> _What to produce_: Your job is to return every line in the data holding the string "CommandParser".

> _Supplied data_:
= = = = = = =
use async_trait::async_trait;
use bytes::Bytes;

use crate::commands::executable::{Context, Executable};
use crate::commands::CommandParser;
use crate::frame::Frame;
use crate::Error;

/// Increments the number stored at key by increment. If the key does not exist, it is set to 0
/// before performing the operation.
///
/// Ref: <https://redis.io/docs/latest/commands/incrby/>
#[derive(Debug, PartialEq)]
pub struct IncrBy {
    pub key: Bytes,
    pub increment: i64,
}

#[async_trait]
impl Executable for IncrBy {
    async fn exec(self, ctx: &mut Context<'_>) -> Result<Frame, Error> {
        let value = ctx.db().strings.incr_by(&self.key, self.increment).await?;

        Ok(Frame::Integer(value))
    }
}

impl TryFrom<&mut CommandParser> for IncrBy {
    type Error = Error;

    fn try_from(parser: &mut CommandParser) -> Result<Self, Self::Error> {
        let key = parser.next_bytes()?;
        let increment = parser.next_integer()?;

        Ok(Self { key, increment })
    }
}

#[cfg(test)]
mod tests {
    use super::*;
    use crate::commands::Command;
    use crate::dispatcher::Dispatcher;
    use crate::session::Session;

    #[tokio::test]
    async fn existing_key() {
        let dispatcher = Dispatcher::default();
        let mut session = Session::default();

        let frame = Frame::Array(vec![
            Frame::Bulk(Bytes::from("INCRBY")),
            Frame::Bulk(Bytes::from("key1")),
            Frame::Bulk(Bytes::from("5")),
        ]);
        let cmd = Command::try_from(frame).unwrap();

        assert_eq!(
            cmd,
            Command::IncrBy(IncrBy {
                key: Bytes::from("key1"),
                increment: 5,
            })
        );

        dispatcher
            .keyspace()
            .database(0)
            .strings
            .set(&Bytes::from("key1"), Bytes::from("10"), None)
            .await
            .unwrap();

        let res = dispatcher.execute(cmd, &mut session).await.unwrap();

        assert_eq!(res, Frame::Integer(15));
    }

    #[test]
    fn invalid_increment() {
        let frame = Frame::Array(vec![
            Frame::Bulk(Bytes::from("INCRBY")),
            Frame::Bulk(Bytes::from("key1")),
            Frame::Bulk(Bytes::from("1.5")),
        ]);

        let err = Command::try_from(frame).unwrap_err();

        assert_eq!(
            err.to_string(),
            "ERR value is not an integer or out of range"
        );
    }
}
= = = = = = =
> _Answer space_:
use crate::commands::CommandParser;
impl TryFrom<&mut CommandParser> for IncrBy {
    fn try_from(parser: &mut CommandParser) -> Result<Self, Self::Error> {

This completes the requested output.